Current Standard Treatment Options for Malignant Glioma

Fig. 8.1

a Magnetic resonance imaging of brain—glioblastoma magnetic resonance imaging reveals the aggressive nature of glioblastoma with the typical ring enhancement, central necrosis, and significant mass effect. b Magnetic resonance imaging of brain—anaplastic astrocytoma. Magnetic resonance imaging demonstrates the radiographic features of a WHO grade III anaplastic astrocytoma with bulky FLAIR signal suggestive of mass and absence of contrast enhancement

Anaplastic gliomas (Fig. 8.1b) can be defined based upon morphologic features of increased hypercellularity, nuclear atypia with alteration of the nuclear–cytoplasmic ratio, and increased mitotic activity. Although early studies often did not distinguish among the various subtypes (or even WHO grade 3 from grade 4 tumors), we now know that the oligodendroglioma feature is often associated with 1p/19q co-deletion and a favorable prognosis. The current median life expectancy after diagnosis of a WHO grade 3 tumor is 2–3 years [2] for the general patient population; however, this can be further broken down when taking into account IDH1 mutation status and 1p/19 co-deletion [3].

Chemotherapy

Nitrosoureas

Nitrosoureas such as carmustine (BCNU) and lomustine (CCNU) are highly lipophilic compounds that exhibit excellent blood–brain barrier penetration with lomustine reaching brain concentrations nearly equal to serum levels. Nitrosoureas are spontaneously broken down into two active metabolites; chloroethyldiazohydroxide and an isocyanate group. The chloroethyldiazohydroxide moiety mediates DNA–DNA and DNA–protein cross-linking and the isocyanate group carbamoylates amino acids which leads to disruption of RNA synthesis and DNA repair. The use of these agents is dose-limited by cumulative myelosuppression and potential pulmonary toxicity.

Nitrosoureas—Newly Diagnosed Anaplastic Gliomas

Historically, nitrosoureas have been the most common chemotherapy class used in the management of malignant gliomas with widespread use since the 1970s. The approval of temozolomide in March 2005, with its improved adverse effect profile and efficacy, largely relegated these agents to the treatment of recurrent disease with several notable exceptions. In the RTOG 9402 clinical trial, lomustine combined with vincristine and procarbazine as part of the “PCV protocol” was evaluated for newly diagnosed malignant gliomas [4]. In this study, 291 patients with either anaplastic oligodendroglioma or anaplastic oligoastrocytoma were randomized to receive radiation therapy alone or up to 4 cycles of PCV chemotherapy followed by radiation therapy. In the end, there was no difference in median survival between the PCV-radiation group versus the radiation therapy-alone group (4.6 vs. 4.7 years; hazard ratio [HR] = 0.79; 95% CI, 0.60–1.04); however, subgroup analysis demonstrated that patients with 1p/19q co-deletions had a significant survival advantage when treated with PCV radiation compared to patients treated with radiation therapy alone (14.7 vs. 7.3 years; HR = 0.59; 95% CI, 0.37–0.95; p = 0.03).
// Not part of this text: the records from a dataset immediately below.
//! Function bodies: blocks, instructions, values, and their def-use links.

use crate::attrs::{FnAttrs, ParamAttrs};
use crate::entities::{Block, Inst, MdId, TypeId, Value};
use crate::instructions::InstData;
use cranelift_entity::packed_option::PackedOption;
use cranelift_entity::{PrimaryMap, SecondaryMap};

/// A function parameter.
#[derive(Clone, Debug)]
pub struct Param {
    /// The SSA value the parameter is bound to in the body (also present
    /// for declarations, where it is simply unused).
    pub value: Value,
    pub ty: TypeId,
    pub attrs: ParamAttrs,
}

/// One basic block: a label and the instructions in layout order.
#[derive(Clone, Debug, Default)]
pub struct BlockData {
    pub name: String,
    pub insts: Vec<Inst>,
}

/// Where a value comes from.
#[derive(Clone, Copy, Debug, PartialEq, Eq)]
pub enum ValueDef {
    /// The n'th function parameter.
    Param(usize),
    /// The result of an instruction.
    Inst(Inst),
    /// A value referenced before its definition was seen. The reader
    /// resolves these; any that remain are treated as opaque.
    Unresolved,
}

#[derive(Clone, Debug)]
pub struct ValueData {
    pub def: ValueDef,
    pub ty: TypeId,
    pub name: Option<String>,
}

/// A function, declared or defined.
#[derive(Debug)]
pub struct Function {
    /// Raw symbol name, without the leading `@`.
    pub name: String,
    pub ret_ty: TypeId,
    pub params: Vec<Param>,
    pub vararg: bool,
    pub is_declaration: bool,
    pub attrs: FnAttrs,

    /// Blocks in layout order.
    pub blocks: PrimaryMap<Block, BlockData>,
    pub insts: PrimaryMap<Inst, InstData>,
    pub values: PrimaryMap<Value, ValueData>,

    /// `!dbg` attachment per instruction.
    debug_locs: SecondaryMap<Inst, PackedOption<MdId>>,
    /// The function's `DISubprogram`, when debug info is present.
    pub subprogram: Option<MdId>,

    results: SecondaryMap<Inst, PackedOption<Value>>,
    inst_blocks: SecondaryMap<Inst, PackedOption<Block>>,
    /// Layout sequence number per instruction, for same-block ordering.
    positions: SecondaryMap<Inst, u32>,
    /// Instructions using each value. Built by `finish()`.
    uses: SecondaryMap<Value, Vec<Inst>>,
}

impl Function {
    pub fn new(name: String, ret_ty: TypeId) -> Self {
        Self {
            name,
            ret_ty,
            params: Vec::new(),
            vararg: false,
            is_declaration: true,
            attrs: FnAttrs::default(),
            blocks: PrimaryMap::new(),
            insts: PrimaryMap::new(),
            values: PrimaryMap::new(),
            debug_locs: SecondaryMap::new(),
            subprogram: None,
            results: SecondaryMap::new(),
            inst_blocks: SecondaryMap::new(),
            positions: SecondaryMap::new(),
            uses: SecondaryMap::new(),
        }
    }

    /// Create a fresh value.
    pub fn make_value(&mut self, def: ValueDef, ty: TypeId, name: Option<String>) -> Value {
        self.values.push(ValueData { def, ty, name })
    }

    /// Create a new empty block.
    pub fn make_block(&mut self, name: String) -> Block {
        self.blocks.push(BlockData {
            name,
            insts: Vec::new(),
        })
    }

    /// Append an instruction to a block; if `result_ty` is given, a result
    /// value is created and returned through `inst_result`.
    pub fn append_inst(
        &mut self,
        block: Block,
        data: InstData,
        result: Option<(TypeId, Option<String>)>,
        debug_loc: Option<MdId>,
    ) -> Inst {
        let inst = self.insts.push(data);
        self.inst_blocks[inst] = block.into();
        if let Some(loc) = debug_loc {
            self.debug_locs[inst] = loc.into();
        }
        if let Some((ty, name)) = result {
            let value = self.make_value(ValueDef::Inst(inst), ty, name);
            self.results[inst] = value.into();
        }
        self.blocks[block].insts.push(inst);
        inst
    }

    /// Attach `value` as the result of `inst`, resolving a possibly
    /// forward-referenced value.
    pub fn bind_result(&mut self, inst: Inst, value: Value, ty: TypeId) {
        self.results[inst] = value.into();
        let data = &mut self.values[value];
        data.def = ValueDef::Inst(inst);
        data.ty = ty;
    }

    /// Finalize layout bookkeeping: instruction positions and use lists.
    /// Must be called once the body is complete.
    pub fn finish(&mut self) {
        let mut position = 0u32;
        let mut uses: SecondaryMap<Value, Vec<Inst>> = SecondaryMap::new();
        for (_, block_data) in self.blocks.iter() {
            for &inst in &block_data.insts {
                self.positions[inst] = position;
                position += 1;
                for operand in self.insts[inst].operands() {
                    if let Some(value) = operand.as_value() {
                        let list = &mut uses[value];
                        if list.last() != Some(&inst) {
                            list.push(inst);
                        }
                    }
                }
            }
        }
        self.uses = uses;
    }

    pub fn entry_block(&self) -> Option<Block> {
        self.blocks.iter().next().map(|(block, _)| block)
    }

    pub fn value_def(&self, value: Value) -> ValueDef {
        self.values[value].def
    }

    /// The instruction defining `value`, if it is an instruction result.
    pub fn value_inst(&self, value: Value) -> Option<Inst> {
        match self.values[value].def {
            ValueDef::Inst(inst) => Some(inst),
            _ => None,
        }
    }

    /// The parameter index of `value`, if it is a parameter.
    pub fn value_param_index(&self, value: Value) -> Option<usize> {
        match self.values[value].def {
            ValueDef::Param(index) => Some(index),
            _ => None,
        }
    }

    pub fn value_type(&self, value: Value) -> TypeId {
        self.values[value].ty
    }

    pub fn value_name(&self, value: Value) -> Option<&str> {
        self.values[value].name.as_deref()
    }

    pub fn inst_result(&self, inst: Inst) -> Option<Value> {
        self.results[inst].expand()
    }

    pub fn inst_block(&self, inst: Inst) -> Option<Block> {
        self.inst_blocks[inst].expand()
    }

    pub fn inst_position(&self, inst: Inst) -> u32 {
        self.positions[inst]
    }

    pub fn debug_loc(&self, inst: Inst) -> Option<MdId> {
        self.debug_locs[inst].expand()
    }

    /// Instructions that use `value` as an operand, in layout order of
    /// discovery.
    pub fn uses_of(&self, value: Value) -> &[Inst] {
        &self.uses[value]
    }

    /// The terminator of a block: its last instruction.
    pub fn block_terminator(&self, block: Block) -> Option<Inst> {
        self.blocks[block].insts.last().copied()
    }

    /// Iterate all instructions in layout order.
    pub fn insts_in_order(&self) -> impl Iterator<Item = (Block, Inst)> + '_ {
        self.blocks
            .iter()
            .flat_map(|(block, data)| data.insts.iter().map(move |&inst| (block, inst)))
    }
}

#[cfg(test)]
mod tests {
    use super::*;
    use crate::instructions::{InstData, Operand};
    use crate::types::TypeStore;

    #[test]
    fn def_use_round_trip() {
        let mut types = TypeStore::new();
        let i32t = types.int(32);
        let ptr = types.ptr();

        let mut func = Function::new("f".to_string(), i32t);
        func.is_declaration = false;
        let block = func.make_block("entry".to_string());
        let slot = func.append_inst(
            block,
            InstData::Alloca {
                allocated_ty: i32t,
                count: Operand::Const(crate::constant::Constant::int(32, 1)),
                align: 4,
            },
            Some((ptr, Some("x".to_string()))),
            None,
        );
        let slot_val = func.inst_result(slot).unwrap();
        let load = func.append_inst(
            block,
            InstData::Load {
                ty: i32t,
                ptr: Operand::Value(slot_val),
            },
            Some((i32t, None)),
            None,
        );
        let load_val = func.inst_result(load).unwrap();
        func.append_inst(
            block,
            InstData::Ret {
                value: Some(Operand::Value(load_val)),
            },
            None,
            None,
        );
        func.finish();

        assert_eq!(func.uses_of(slot_val), &[load]);
        assert_eq!(func.value_inst(slot_val), Some(slot));
        assert_eq!(func.value_name(slot_val), Some("x"));
        assert!(func.inst_position(load) > func.inst_position(slot));
        assert_eq!(func.entry_block(), Some(block));
    }
}
//! Entity references used throughout the IR.
//!
//! Every entity is a `u32` newtype; maps keyed on entities use
//! `cranelift_entity::{PrimaryMap, SecondaryMap}`.

use cranelift_entity::entity_impl;

/// An opaque reference to a basic block within a function.
#[derive(Copy, Clone, PartialEq, Eq, Hash, PartialOrd, Ord)]
pub struct Block(u32);
entity_impl!(Block, "block");

/// An opaque reference to an instruction within a function.
#[derive(Copy, Clone, PartialEq, Eq, Hash, PartialOrd, Ord)]
pub struct Inst(u32);
entity_impl!(Inst, "inst");

/// An opaque reference to an SSA value: a function parameter or an
/// instruction result.
#[derive(Copy, Clone, PartialEq, Eq, Hash, PartialOrd, Ord)]
pub struct Value(u32);
entity_impl!(Value, "v");

/// A reference to a function in a module, defined or declared.
#[derive(Copy, Clone, PartialEq, Eq, Hash, PartialOrd, Ord)]
pub struct FuncId(u32);
entity_impl!(FuncId, "fn");

/// A reference to a global variable in a module.
#[derive(Copy, Clone, PartialEq, Eq, Hash, PartialOrd, Ord)]
pub struct GlobalId(u32);
entity_impl!(GlobalId, "gv");

/// A reference to an interned type.
#[derive(Copy, Clone, PartialEq, Eq, Hash, PartialOrd, Ord)]
pub struct TypeId(u32);
entity_impl!(TypeId, "ty");

/// A reference to a metadata node.
#[derive(Copy, Clone, PartialEq, Eq, Hash, PartialOrd, Ord)]
pub struct MdId(u32);
entity_impl!(MdId, "md");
These findings suggested that 1p/19q co-deletion was predictive for chemotherapy response.

A role for the use of PCV chemotherapy for patients with 1p/19 co-deleted tumors was further defined by the findings of EORTC 26951 clinical trial which randomized 368 patients with anaplastic oligodendroglioma or anaplastic oligoastrocytoma to receive either radiation therapy or radiation followed by up to six cycles of PCV [5]. Unlike the RTOG trial, survival in the radiation group combined with chemotherapy was prolonged versus the radiation therapy-alone group (42.3 vs. 30.6 months, hazard ratio [HR], 0.75; 95% CI, 0.60–0.95); however, in the 80 patients identified with 1p/19q co-deletion survival was further augmented by addition of PCV following radiation (OS not reached in the RT/PCV group versus 112 months; HR, 0.56; 95% CI, 0.31–1.03). These findings support the use of chemotherapy for malignant tumors with 1p/19q co-deletion, i.e., oligodendrogliomas and mixed gliomas.

Several questions arose out of these findings including whether temozolomide could be substituted for the PCV regimen and whether it is important to start with radiation followed by chemotherapy or chemotherapy followed by radiation. An attempt to address both these questions was undertaken with the NOA-04 clinical trial [6]. In this phase III clinical trial, patients with newly diagnosed anaplastic glioma were randomly assigned to receive either 60 Gy fractionated radiation, 4 cycles of PCV, or 8 cycles of temozolomide. At the time of disease progression or with the development of unacceptable toxicity, patients were then allowed to cross-over to receive either radiation (PCV and temozolomide arms) or PCV or temozolomide (radiation arm, randomized 1:1). Initial analysis revealed there were no differences between progression-free survival between the radiation versus chemotherapy group (30.6 months vs. 31.9 months, HR 1.0; p = 0.87) or median overall survival (72 months vs. 82 months, HR 1.2). This was further confirmed with long-term analysis after following patients for 11.8 years which showed there were no differences among the treatment groups [7]. Several conclusions arose out of this study. It appeared that PCV and temozolomide had equivalent efficacy at least for all gliomas and that there was no difference in survival whether patients were treated with radiation or chemotherapy upfront or at recurrence; however, the mature data from this trial have yet to be published in a peer-reviewed journal. Molecular analysis also revealed that isocitrate dehydrogenase 1 mutations were stronger positive prognostic factors than either MGMT methylation status or 1p/19 co-deletion.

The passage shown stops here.